Selain itu, tim kejaksaan juga meminta keterangan salah satu anggota ketua komisi DPRD Bima. ”Tim baru pulang dari Bima. Kemarin Puldata dan Pulbaket (Pengumpulan Data dan Keterangan). Ada beberapa orang yang diklarifikasi,” ungkap Kasi Penerangan Hukum Kejati NTB, Efrien Saputera, Jumat (10/2/2023).
Efrien mengatakan, saat ini tim sedang menyusun laporan untuk diserahkan ke Kajati NTB. Namun ia belum mengetahui laporan dari tim turun ke Bima tersebut. ”Masih buat laporan hasilnya (turun ke Bima),” ujarnya.
Sementara, Ketua Komisi I DPRD Bima, Rafidin membenarkan adanya tim kejaksaan yang turun pekan lalu. ”Memang ada yang turun, saya juga yang menerima tim kejaksaan,” ungkap Rafidin dikonfirmasi wartawan.
Ia mengaku sudah menjelaskan kepada tim kejaksaan soal tunjangan perumahan dewan tersebut. Menurutnya, kejaksaan awalnya mengira bahwa anggota dewan sudah memiliki rumah dinas dan mendapat anggaran sewa rumah.

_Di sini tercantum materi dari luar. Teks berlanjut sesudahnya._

use serde::{Deserialize, Serialize};
use std::path::{Path, PathBuf};
use thiserror::Error;
use workorder_report::{ReportError, ReportOptions};

#[derive(Error, Debug)]
pub enum ConfigError {
    #[error("IO error: {0}")]
    Io(#[from] std::io::Error),
    #[error("Failed to parse config: {0}")]
    Json(#[from] serde_json::Error),
    #[error("Invalid report options: {0}")]
    Report(#[from] ReportError),
}

/// Application configuration, stored as JSON
#[derive(Debug, Clone, PartialEq, Serialize, Deserialize)]
#[serde(default)]
pub struct AppConfig {
    pub report: ReportOptions,
    pub drafts_dir: PathBuf,
    pub download_dir: PathBuf,
    pub nas_endpoint: Option<String>,
    pub email_endpoint: Option<String>,
    pub email_recipient: Option<String>,
    pub share_command: Option<String>,
}

impl Default for AppConfig {
    fn default() -> Self {
        Self {
            report: ReportOptions::default(),
            drafts_dir: PathBuf::from("drafts"),
            download_dir: PathBuf::from("."),
            nas_endpoint: None,
            email_endpoint: None,
            email_recipient: None,
            share_command: None,
        }
    }
}

impl AppConfig {
    /// Load and validate a config file
    pub async fn load(path: impl AsRef<Path>) -> Result<Self, ConfigError> {
        let bytes = tokio::fs::read(path).await?;
        let config: AppConfig = serde_json::from_slice(&bytes)?;
        config.report.validate()?;
        Ok(config)
    }

    pub async fn save(&self, path: impl AsRef<Path>) -> Result<(), ConfigError> {
        let json = serde_json::to_string_pretty(self)?;
        tokio::fs::write(path, json).await?;
        Ok(())
    }
}
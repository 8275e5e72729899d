//! Visual line estimation
//!
//! There are no font metrics at form time, so wrapped height is approximated
//! from an average number of characters per line. Rounding is always up:
//! over-estimating overflow is harmless, under-estimating clips content.

use crate::model::{ContentField, LineItem, WorkOrder};

/// Estimate how many rendered lines `text` occupies when wrapped.
///
/// Every explicit line counts at least once, longer lines count
/// `ceil(chars / avg_chars_per_line)` times. An empty string is zero lines.
pub fn estimate_lines(text: &str, avg_chars_per_line: usize) -> usize {
    if text.is_empty() {
        return 0;
    }

    let width = avg_chars_per_line.max(1);
    text.split('\n')
        .map(|segment| {
            let chars = segment.strip_suffix('\r').unwrap_or(segment).chars().count();
            chars.div_ceil(width).max(1)
        })
        .sum()
}

/// Lines taken by the product table: one per unit of every non-blank item.
pub fn product_lines(items: &[LineItem]) -> usize {
    items
        .iter()
        .filter(|item| !item.is_blank())
        .map(|item| item.quantity() as usize)
        .sum()
}

/// Estimated line counts of the four content blocks of one order.
#[derive(Debug, Clone, Copy, PartialEq, Eq, Default)]
pub struct ContentLines {
    pub tasks: usize,
    pub status: usize,
    pub products: usize,
    pub remarks: usize,
}

impl ContentLines {
    pub fn measure(order: &WorkOrder, avg_chars_per_line: usize) -> Self {
        Self {
            tasks: estimate_lines(order.tasks(), avg_chars_per_line),
            status: estimate_lines(order.status(), avg_chars_per_line),
            products: product_lines(order.line_items()),
            remarks: estimate_lines(order.remarks(), avg_chars_per_line),
        }
    }

    pub fn get(&self, field: ContentField) -> usize {
        match field {
            ContentField::Tasks => self.tasks,
            ContentField::Status => self.status,
            ContentField::Products => self.products,
            ContentField::Remarks => self.remarks,
        }
    }

    pub fn tasks_status(&self) -> usize {
        self.tasks + self.status
    }

    pub fn products_remarks(&self) -> usize {
        self.products + self.remarks
    }

    pub fn total(&self) -> usize {
        self.tasks_status() + self.products_remarks()
    }
}

#[cfg(test)]
mod tests {
    use super::*;

    #[test]
    fn test_empty_is_zero() {
        assert_eq!(estimate_lines("", 40), 0);
    }

    #[test]
    fn test_blank_lines_count_once() {
        assert_eq!(estimate_lines("\n", 40), 2);
        assert_eq!(estimate_lines("a\n\nb", 40), 3);
    }

    #[test]
    fn test_long_line_rounds_up() {
        assert_eq!(estimate_lines(&"x".repeat(41), 40), 2);
        assert_eq!(estimate_lines(&"x".repeat(120), 40), 3);
    }

    #[test]
    fn test_crlf_and_multibyte() {
        assert_eq!(estimate_lines("abcd\r\nefgh", 4), 2);
        assert_eq!(estimate_lines(&"ü".repeat(8), 4), 2);
    }

    #[test]
    fn test_zero_width_treated_as_one() {
        assert_eq!(estimate_lines("abc", 0), 3);
    }
}
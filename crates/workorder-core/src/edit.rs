//! Edit transitions
//!
//! Each [`Edit`] is one user action on the form. [`WorkOrder::apply`] turns
//! a snapshot plus an edit into the next snapshot, or refuses the edit with a
//! [`ValidationError`] when it would break a line budget.

use crate::estimate::ContentLines;
use crate::limits::LineLimits;
use crate::model::{LineItem, LineItemId, Photo, Signature, SignatureRole, WorkOrder};
use crate::types::ValidationError;
use chrono::NaiveDateTime;

#[derive(Debug, Clone, PartialEq)]
pub enum Edit {
    SetDateTime(NaiveDateTime),
    SetServiceUnit(String),
    SetContactPerson(String),
    SetContactPhone(String),
    SetTasks(String),
    SetStatus(String),
    SetRemarks(String),
    AddLineItem,
    RemoveLineItem(LineItemId),
    SetItemName {
        id: LineItemId,
        name: String,
    },
    SetQuantity {
        id: LineItemId,
        quantity: u32,
    },
    SetSerialNumber {
        id: LineItemId,
        index: usize,
        value: String,
    },
    AddPhoto(Photo),
    RemovePhoto(usize),
    SaveSignature {
        role: SignatureRole,
        signature: Signature,
    },
    ClearSignature(SignatureRole),
}

impl WorkOrder {
    /// Apply `edit` and return the resulting snapshot.
    ///
    /// An edit is refused only when it pushes a combined line count over its
    /// limit; edits that shrink an already oversized block still go through.
    pub fn apply(&self, edit: Edit, limits: &LineLimits) -> Result<WorkOrder, ValidationError> {
        let before = ContentLines::measure(self, limits.avg_chars_per_line);

        let mut next = self.clone();
        next.transition(edit, limits)?;

        let after = ContentLines::measure(&next, limits.avg_chars_per_line);
        check_growth(
            before.tasks_status(),
            after.tasks_status(),
            limits.tasks_status_limit,
        )
        .map_err(|lines| ValidationError::TasksStatusLimit {
            lines,
            limit: limits.tasks_status_limit,
        })?;
        check_growth(
            before.products_remarks(),
            after.products_remarks(),
            limits.products_remarks_limit,
        )
        .map_err(|lines| ValidationError::ProductsRemarksLimit {
            lines,
            limit: limits.products_remarks_limit,
        })?;

        Ok(next)
    }

    /// Apply a sequence of edits, stopping at the first refusal.
    pub fn apply_all(
        &self,
        edits: impl IntoIterator<Item = Edit>,
        limits: &LineLimits,
    ) -> Result<WorkOrder, ValidationError> {
        edits
            .into_iter()
            .try_fold(self.clone(), |order, edit| order.apply(edit, limits))
    }

    fn transition(&mut self, edit: Edit, limits: &LineLimits) -> Result<(), ValidationError> {
        match edit {
            Edit::SetDateTime(date_time) => self.date_time = date_time,
            Edit::SetServiceUnit(value) => self.service_unit = value,
            Edit::SetContactPerson(value) => self.contact_person = value,
            Edit::SetContactPhone(value) => self.contact_phone = value,
            Edit::SetTasks(value) => self.tasks = value,
            Edit::SetStatus(value) => self.status = value,
            Edit::SetRemarks(value) => self.remarks = value,
            Edit::AddLineItem => {
                let id = self.allocate_item_id();
                self.line_items.push(LineItem::new(id));
            }
            Edit::RemoveLineItem(id) => {
                let position = self
                    .line_items
                    .iter()
                    .position(|item| item.id() == id)
                    .ok_or(ValidationError::UnknownLineItem(id))?;
                self.line_items.remove(position);
            }
            Edit::SetItemName { id, name } => {
                self.item_mut(id)?.set_name(name);
            }
            Edit::SetQuantity { id, quantity } => {
                if quantity == 0 || quantity > limits.max_quantity {
                    return Err(ValidationError::QuantityOutOfRange {
                        quantity,
                        max: limits.max_quantity,
                    });
                }
                self.item_mut(id)?.set_quantity(quantity);
            }
            Edit::SetSerialNumber { id, index, value } => {
                let slot = self
                    .item_mut(id)?
                    .serial_mut(index)
                    .ok_or(ValidationError::SerialIndexOutOfRange { id, index })?;
                *slot = value;
            }
            Edit::AddPhoto(photo) => self.photos.push(photo),
            Edit::RemovePhoto(index) => {
                if index >= self.photos.len() {
                    return Err(ValidationError::PhotoIndexOutOfRange(index));
                }
                self.photos.remove(index);
            }
            Edit::SaveSignature { role, signature } => {
                *self.signature_slot(role) = Some(signature);
            }
            Edit::ClearSignature(role) => {
                *self.signature_slot(role) = None;
            }
        }
        Ok(())
    }

    fn item_mut(&mut self, id: LineItemId) -> Result<&mut LineItem, ValidationError> {
        self.line_item_mut(id)
            .ok_or(ValidationError::UnknownLineItem(id))
    }
}

fn check_growth(before: usize, after: usize, limit: usize) -> Result<(), usize> {
    if after > limit && after > before {
        Err(after)
    } else {
        Ok(())
    }
}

”Kami sudah jelaskan kepada tim kejaksaan, bahwa kami hanya dapat tunjangan perumahan. Dan mereka baru tahu itu setelah mendapat penjelasan langsung dari kami,” terangnya.
Kendati demikian, ia mendukung kejaksaan mengungkap jika ada dugaan korupsi dalam penggunaan anggaran tunjangan sewa rumah anggota DPRD Bima. ”Saya dukung dibongkar kalau ada tindak pidana korupsinya,” tandas Rafidin.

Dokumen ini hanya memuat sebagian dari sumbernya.